So cama means legin Catalan. I’ll never forget it. Believe me.

How is it going? ……                   Images by @hartle and @Senicko at #ELTpics

Dislike, happiness, warmth and affection, nostalgia, pain and sadness, liking and pleasure, embarrassment, hilarity…. All emotional responses that help us learn. Sometimes quite fast. The way songs enter our memory-bag (I’ll always remember Since you’ve been gone by Rainbow more easily than Adele’s Someone like you…emotion is what it is…) is similar to the way language does, as we memorise items, chunks or whole texts. I could never learn quotes for school exams but could always learn lines for plays, as the adrenalin and emotion of acting, the fear in fact, was far ‘superior’ to that of an English literature exam. How do you learn your students’ names on the first day – surely the names of the students you ‘react to’ in some way are more easily recalled? I still remember David-would-you-please-get-off-the-table’s name, but have forgotten his cute little cousin’s (they were 3 years old, not adults..).

Given the amount of information we encounter in a lifetime, it makes utter sense that we are simply not going to remember totally random items or moments (and there’s another path through nostalgia you could take – the most memorable moments in your life – probably not the first time you bought a bag of frozen peas, but it could be the first time you ate snails or tripe … disgust or pleasure), but we make space for those things that have some emotional, and of course intensely personal value attached – emotional value, not just practical value. I have little need for Catalan acrobats and their legs and meatballs in my day-to-day, but the words are still there.

I’m having lunch with an acrobat….                                                 Image by @seburnt for #ELTpics

SO. If you’ve got this far, what does this emotional response awareness mean for your classroom? Make your students hate English? No, perhaps not. But there are implications. Always there are implications.

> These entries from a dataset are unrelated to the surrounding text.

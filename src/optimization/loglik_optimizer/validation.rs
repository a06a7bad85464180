//! Finiteness and shape checks shared by the optimizer.
//!
//! Every helper reports the first offending element through a specific
//! [`OptError`] variant so callers can tell a bad tolerance from a bad
//! gradient or a bad estimate.
use crate::optimization::{
    errors::{OptError, OptResult},
    loglik_optimizer::{Grad, Theta, types::Hessian},
};

fn first_non_finite<'a>(values: impl IntoIterator<Item = &'a f64>) -> Option<(usize, f64)> {
    values.into_iter().copied().enumerate().find(|(_, v)| !v.is_finite())
}

/// A gradient tolerance, when present, must be finite and > 0.
pub fn verify_tol_grad(tol: Option<f64>) -> OptResult<()> {
    match tol {
        Some(tol) if !tol.is_finite() => {
            Err(OptError::InvalidTolGrad { tol, reason: "Tolerance must be finite." })
        }
        Some(tol) if tol <= 0.0 => {
            Err(OptError::InvalidTolGrad { tol, reason: "Tolerance must be positive." })
        }
        _ => Ok(()),
    }
}

/// A cost-change tolerance, when present, must be finite and > 0.
pub fn verify_tol_cost(tol: Option<f64>) -> OptResult<()> {
    match tol {
        Some(tol) if !tol.is_finite() => {
            Err(OptError::InvalidTolCost { tol, reason: "Tolerance must be finite." })
        }
        Some(tol) if tol <= 0.0 => {
            Err(OptError::InvalidTolCost { tol, reason: "Tolerance must be positive." })
        }
        _ => Ok(()),
    }
}

/// Gradient must have length `dim` and finite entries.
pub fn validate_grad(grad: &Grad, dim: usize) -> OptResult<()> {
    if grad.len() != dim {
        return Err(OptError::GradientDimMismatch { expected: dim, found: grad.len() });
    }
    match first_non_finite(grad.iter()) {
        Some((index, value)) => Err(OptError::InvalidGradient {
            index,
            value,
            reason: "Gradient elements must be finite.",
        }),
        None => Ok(()),
    }
}

/// Unwrap the solver's best parameter, requiring it to exist and be finite.
pub fn validate_theta_hat(theta_hat: Option<Theta>) -> OptResult<Theta> {
    let theta = theta_hat.ok_or(OptError::MissingThetaHat)?;
    match first_non_finite(theta.iter()) {
        Some((index, value)) => Err(OptError::InvalidThetaHat {
            index,
            value,
            reason: "Parameter estimates must be finite.",
        }),
        None => Ok(theta),
    }
}

/// Log-likelihood values must be finite.
pub fn validate_value(value: f64) -> OptResult<()> {
    if value.is_finite() { Ok(()) } else { Err(OptError::NonFiniteCost { value }) }
}

/// Hessian must be `dim × dim` with finite entries.
pub fn validate_hessian(hessian: &Hessian, dim: usize) -> OptResult<()> {
    if hessian.nrows() != dim || hessian.ncols() != dim {
        return Err(OptError::HessianDimMismatch {
            expected: dim,
            found: (hessian.nrows(), hessian.ncols()),
        });
    }
    match hessian.indexed_iter().find(|(_, v)| !v.is_finite()) {
        Some(((row, col), &value)) => Err(OptError::InvalidHessian { row, col, value }),
        None => Ok(()),
    }
}

#[cfg(test)]
mod tests {
    use super::*;
    use ndarray::{Array2, array};

    // -------------------------------------------------------------------------
    // Scope
    // -----
    // These tests cover:
    // - Tolerance validation branches.
    // - Location reporting for non-finite gradients, estimates, and Hessians.
    // -------------------------------------------------------------------------

    #[test]
    // Purpose
    // -------
    // Tolerances accept None and positive finite values only.
    //
    // Given
    // -----
    // - None, 1e-6, 0.0, +∞.
    //
    // Expect
    // ------
    // - Ok, Ok, Err, Err for both gradient and cost tolerances.
    fn tolerance_checks_accept_only_positive_finite() {
        for check in [verify_tol_grad, verify_tol_cost] {
            assert!(check(None).is_ok());
            assert!(check(Some(1e-6)).is_ok());
            assert!(check(Some(0.0)).is_err());
            assert!(check(Some(f64::INFINITY)).is_err());
        }
    }

    #[test]
    // Purpose
    // -------
    // Non-finite entries are reported with their position.
    //
    // Given
    // -----
    // - A gradient with NaN at index 1, θ̂ with ∞ at index 0, a Hessian with
    //   NaN at (1, 0).
    //
    // Expect
    // ------
    // - InvalidGradient{index: 1}, InvalidThetaHat{index: 0},
    //   InvalidHessian{row: 1, col: 0}.
    fn non_finite_entries_are_located() {
        assert!(matches!(
            validate_grad(&array![0.0, f64::NAN], 2),
            Err(OptError::InvalidGradient { index: 1, .. })
        ));
        assert!(matches!(
            validate_theta_hat(Some(array![f64::INFINITY, 0.0])),
            Err(OptError::InvalidThetaHat { index: 0, .. })
        ));
        let mut h = Array2::<f64>::zeros((2, 2));
        h[[1, 0]] = f64::NAN;
        assert!(matches!(
            validate_hessian(&h, 2),
            Err(OptError::InvalidHessian { row: 1, col: 0, .. })
        ));
        assert_eq!(validate_theta_hat(None), Err(OptError::MissingThetaHat));
    }

    #[test]
    // Purpose
    // -------
    // Dimension mismatches are caught before entry checks.
    //
    // Given
    // -----
    // - A length-2 gradient checked against dim 3.
    //
    // Expect
    // ------
    // - GradientDimMismatch { expected: 3, found: 2 }.
    fn gradient_dimension_is_checked() {
        assert_eq!(
            validate_grad(&array![1.0, 2.0], 3),
            Err(OptError::GradientDimMismatch { expected: 3, found: 2 })
        );
    }
}
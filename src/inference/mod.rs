//! inference — post-estimation uncertainty for fitted volatility models.
//!
//! Purpose
//! -------
//! Compute classical standard errors of the fitted coefficients from the
//! observed information matrix at the MLE. The estimation layer supplies an
//! analytic score on the natural coefficient scale (ω, α, β, γ, μ), so the
//! resulting SEs are directly comparable to the reported coefficients.
//!
//! Conventions
//! -----------
//! - Failure to compute a Hessian is not a fitting failure: callers fill
//!   NaN and keep the point estimates.
//! - Weakly identified coefficients (singular information directions) are
//!   reported as NaN individually.

pub mod hessian;

pub use self::hessian::calc_standard_errors;

pub mod prelude {
    pub use super::hessian::calc_standard_errors;
}
//! Constant-variance null model.
//!
//! Fits `R_t = μ + ε_t`, `ε_t ~ N(0, σ²)` in closed form so GARCH/EGARCH
//! fits have a no-dynamics benchmark on the same likelihood scale. The MLE
//! variance is the mean squared residual; the maximized log-likelihood is
//! `−½·n·(ln(2π·σ̂²) + 1)`.
use crate::volatility::{
    core::{
        data::ReturnSeries, recursion::LN_2PI, spec::MeanModel,
    },
    models::fitted::information_criteria,
};

/// Closed-form constant-variance fit.
///
/// `k` is 1 under the zero mean and 2 under a constant mean.
#[derive(Debug, Clone, Copy, PartialEq)]
pub struct ConstantVarianceFit {
    pub mean: Option<f64>,
    pub variance: f64,
    pub log_likelihood: f64,
    pub aic: f64,
    pub bic: f64,
    pub n_params: usize,
}

impl ConstantVarianceFit {
    pub fn fit(series: &ReturnSeries, mean_model: MeanModel) -> Self {
        let n = series.len();
        let mean = mean_model.is_estimated().then_some(series.sample_mean);
        let mu = mean.unwrap_or(0.0);
        let variance = series.returns.iter().map(|r| (r - mu) * (r - mu)).sum::<f64>() / n as f64;
        let log_likelihood = -0.5 * n as f64 * (LN_2PI + variance.ln() + 1.0);
        let n_params = 1 + usize::from(mean.is_some());
        let (aic, bic) = information_criteria(log_likelihood, n_params, n);
        ConstantVarianceFit { mean, variance, log_likelihood, aic, bic, n_params }
    }

    pub fn volatility(&self) -> f64 {
        self.variance.sqrt()
    }
}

‘Make your classes fun’ is the obvious answer, but entertainment alone is not enough to get students engaging with language – a class can be fun ‘despite’ the language work, as well as because of it, which is something to bear in mind. The students might then remember the framework the language was met in, but not the language itself. And it’s the language they need to engage with.

Dislike, happiness, warmth and affection, nostalgia, pain and sadness, liking and pleasure, embarrassment, hilarity- these were the words I used above, and can be used as the basis of topics to deal with with students. Teen students, remember. Ask them what words they don’t like in their own language (think about it in yours – there are bound to be some: moist, thigh, flesh, regurgitate, muffler, sprats, bollard…Leo Selivan’s toes curl at the word washroom), get them to think about and discuss them in small groups, then allow them to find the translation in English and discuss if the words are equally as horrendous, worse, better, squishier, cuddlier… Ask them what it is about the sounds they don’t like in their language and discuss words with similar sounds in English. They can then write a simple poem using, say, six words they really like and six they hate the sound of. I have used Spike Milligan’s version of Twinkle twinkle little star with students to discuss how we react to certain sounds, the semiotics of poetry… Teens are NOT too young for that. If you show an interest, so will they. They may start slowly, but they’ll warm up. The language that comes out will be very ’emergent’, to overuse a word, but it will be real to them, words they can associate with something and then use – in their poem or rap. Or life.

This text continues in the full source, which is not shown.